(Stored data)
#####

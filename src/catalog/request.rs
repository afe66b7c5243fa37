use std::cell::Cell;
use std::rc::Rc;

/// Identifies one user request; compared against the tracker on completion.
#[derive(Clone, Copy, Debug, PartialEq, Eq)]
pub struct RequestToken(u64);

/// Hands out monotonically increasing request tokens. Starting a request
/// invalidates every token issued before it, so a late response for an old
/// query can be recognised and dropped.
#[derive(Clone, Debug, Default)]
pub struct RequestTracker {
	current: Rc<Cell<u64>>,
}

impl RequestTracker {
	pub fn new() -> Self {
		Self::default()
	}

	pub fn begin(&self) -> RequestToken {
		let next = self.current.get() + 1;
		self.current.set(next);
		RequestToken(next)
	}

	pub fn is_current(&self, token: RequestToken) -> bool {
		self.current.get() == token.0
	}
}
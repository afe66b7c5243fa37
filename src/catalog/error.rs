use thiserror::Error;

/// Outcome of a failed catalog call. Never fatal; surfaced inline by the page.
#[derive(Debug, Clone, Error, PartialEq)]
pub enum CatalogError {
	#[error("no card matched \"{query}\"")]
	NotFound { query: String },

	#[error("catalog unreachable: {0}")]
	Network(String),

	#[error("catalog returned HTTP {0}")]
	Status(u16),

	#[error("malformed catalog response: {0}")]
	Malformed(String),
}

impl CatalogError {
	pub fn is_not_found(&self) -> bool {
		matches!(self, CatalogError::NotFound { .. })
	}
}

impl From<reqwest::Error> for CatalogError {
	fn from(err: reqwest::Error) -> Self {
		if err.is_decode() {
			CatalogError::Malformed(err.to_string())
		} else {
			CatalogError::Network(err.to_string())
		}
	}
}
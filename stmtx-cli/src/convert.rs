//! Running statements through the pipeline and writing CSV output.
//!
//! Every document is its own pipeline on a `JoinSet`; nothing is shared between
//! them. A password-protected document fails with `PasswordRequired`, after which
//! the user is asked for a password and that document alone is retried.

use anyhow::{Context, Result, bail};
use std::io::{self, Write};
use std::path::{Path, PathBuf};
use tokio::task::JoinSet;
use tracing::{error, info, warn};

use stmtx_core::Layout;
use stmtx_export::{csv_file_name, write_csv};
use stmtx_ingest::{Conversion, Document, ExtractError, Extractor, ParseOutcome, process_document};

use crate::config::Config;

pub const NO_TRANSACTIONS: &str = "No transactions detected. The statement may use a different layout.";

#[derive(Debug, Clone, Default)]
pub struct ConvertOptions {
    pub password: Option<String>,
    pub layout: Option<Layout>,
    /// Overrides `output.dir`; next to each source document when neither is set
    pub out_dir: Option<PathBuf>,
    /// Print rows as JSON on stdout instead of writing CSV files
    pub json: bool,
    /// Ask for a password on stdin when a document needs one
    pub interactive: bool,
}

/// Per-run tallies, for the exit status and the closing summary line
#[derive(Debug, Clone, Copy, Default, PartialEq, Eq)]
pub struct ConvertSummary {
    pub converted: usize,
    pub empty: usize,
    pub failed: usize,
}

async fn run_pipeline(
    command: String,
    document: Document,
    password: Option<String>,
    layout: Option<Layout>,
) -> Result<Conversion, ExtractError> {
    let extractor = Extractor::for_document(&document, &command);
    process_document(&extractor, document, password.as_deref(), layout).await
}

fn prompt_password(name: &str) -> Result<Option<String>> {
    print!("Password required to open {name} (empty to skip): ");
    io::stdout().flush().ok();
    let mut s = String::new();
    io::stdin().read_line(&mut s)?;
    let s = s.trim().to_string();
    Ok((!s.is_empty()).then_some(s))
}

/// Retry a locked document with passwords from stdin until it opens or the user gives up.
///
/// `Ok(None)` means the document stayed locked.
async fn unlock(cfg: &Config, document: Document, opts: &ConvertOptions) -> Result<Option<Conversion>> {
    if !opts.interactive {
        warn!(document = %document.name, "password required (pass --password)");
        return Ok(None);
    }
    loop {
        let Some(password) = prompt_password(&document.name)? else {
            return Ok(None);
        };
        let result = run_pipeline(
            cfg.extract.pdftotext_command.clone(),
            document.clone(),
            Some(password),
            opts.layout,
        )
        .await;
        match result {
            Ok(conversion) => return Ok(Some(conversion)),
            Err(ExtractError::PasswordRequired(_)) => println!("Incorrect password."),
            Err(e) => return Err(e).with_context(|| format!("Failed to parse {}", document.name)),
        }
    }
}

/// Parse a single document, asking for a password if it turns out to be locked.
pub async fn parse_document(
    cfg: &Config,
    document: Document,
    opts: &ConvertOptions,
) -> Result<Option<Conversion>> {
    let result = run_pipeline(
        cfg.extract.pdftotext_command.clone(),
        document.clone(),
        opts.password.clone(),
        opts.layout,
    )
    .await;
    match result {
        Ok(conversion) => Ok(Some(conversion)),
        Err(ExtractError::PasswordRequired(_)) => unlock(cfg, document, opts).await,
        Err(e) => Err(e).with_context(|| format!("Failed to parse {}", document.name)),
    }
}

/// Convert `documents` concurrently and report each outcome in input order.
pub async fn convert_documents(
    cfg: &Config,
    documents: Vec<Document>,
    opts: &ConvertOptions,
) -> Result<ConvertSummary> {
    let mut set = JoinSet::new();
    for (index, document) in documents.into_iter().enumerate() {
        let command = cfg.extract.pdftotext_command.clone();
        let password = opts.password.clone();
        let layout = opts.layout;
        set.spawn(async move {
            let result = run_pipeline(command, document.clone(), password, layout).await;
            (index, document, result)
        });
    }

    let mut summary = ConvertSummary::default();
    let mut results = Vec::new();
    while let Some(joined) = set.join_next().await {
        match joined {
            Ok(result) => results.push(result),
            Err(e) => {
                error!("statement pipeline panicked: {e}");
                summary.failed += 1;
            }
        }
    }
    results.sort_by_key(|(index, _, _)| *index);

    for (_, document, result) in results {
        let conversion = match result {
            Ok(conversion) => Some(conversion),
            Err(ExtractError::PasswordRequired(_)) => {
                match unlock(cfg, document.clone(), opts).await {
                    Ok(conversion) => conversion,
                    Err(e) => {
                        error!("{e:#}");
                        summary.failed += 1;
                        continue;
                    }
                }
            }
            Err(e) => {
                error!(document = %document.name, "Failed to parse: {e}");
                summary.failed += 1;
                continue;
            }
        };

        let Some(conversion) = conversion else {
            println!("{}: password required, skipped", document.name);
            summary.failed += 1;
            continue;
        };

        match report(cfg, &conversion, opts) {
            Ok(true) => summary.converted += 1,
            Ok(false) => summary.empty += 1,
            Err(e) => {
                error!(document = %document.name, "{e:#}");
                summary.failed += 1;
            }
        }
    }

    info!(
        converted = summary.converted,
        empty = summary.empty,
        failed = summary.failed,
        "conversion finished"
    );
    Ok(summary)
}

/// Print or write one conversion. Returns false when nothing was detected.
fn report(cfg: &Config, conversion: &Conversion, opts: &ConvertOptions) -> Result<bool> {
    let name = &conversion.document.name;
    let (layout, transactions) = match &conversion.outcome {
        ParseOutcome::NoTransactions => {
            println!("{name}: {NO_TRANSACTIONS}");
            return Ok(false);
        }
        ParseOutcome::Parsed {
            layout,
            transactions,
        } => (*layout, transactions),
    };

    if opts.json {
        let json = serde_json::to_string_pretty(transactions).context("serialize transactions")?;
        println!("{json}");
        return Ok(true);
    }

    let out_dir = output_dir(cfg, opts, &conversion.document.path);
    std::fs::create_dir_all(&out_dir).with_context(|| format!("create {}", out_dir.display()))?;
    let out = out_dir.join(csv_file_name(name));
    write_csv(&out, transactions, layout)?;

    println!(
        "{name}: Parsed {} transactions using {} parser -> {}",
        transactions.len(),
        layout.as_str().to_uppercase(),
        out.display()
    );
    Ok(true)
}

fn output_dir(cfg: &Config, opts: &ConvertOptions, source: &Path) -> PathBuf {
    opts.out_dir
        .clone()
        .or_else(|| cfg.output.dir.clone())
        .or_else(|| source.parent().map(Path::to_path_buf))
        .filter(|p| !p.as_os_str().is_empty())
        .unwrap_or_else(|| PathBuf::from("."))
}

/// Documents from command-line paths; anything that is neither PDF nor text is rejected.
pub fn documents_from_paths(paths: &[PathBuf]) -> Result<Vec<Document>> {
    let mut docs = Vec::new();
    for p in paths {
        if !p.exists() {
            bail!("file not found: {}", p.display());
        }
        let doc = Document::from_path(p);
        if !(doc.is_pdf() || doc.is_text()) {
            bail!("{}: expected a .pdf statement (or .txt extracted text)", p.display());
        }
        docs.push(doc);
    }
    Ok(docs)
}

#####

Write out a verbatim copy of the data, beginning with its first line and ending with the line that contains "Starting a request".

■ Response to the task:
filename src/catalog/request.rs
repository afe66b7c5243fa37
use std::cell::Cell;
use std::rc::Rc;

/// Identifies one user request; compared against the tracker on completion.
#[derive(Clone, Copy, Debug, PartialEq, Eq)]
pub struct RequestToken(u64);

/// Hands out monotonically increasing request tokens. Starting a request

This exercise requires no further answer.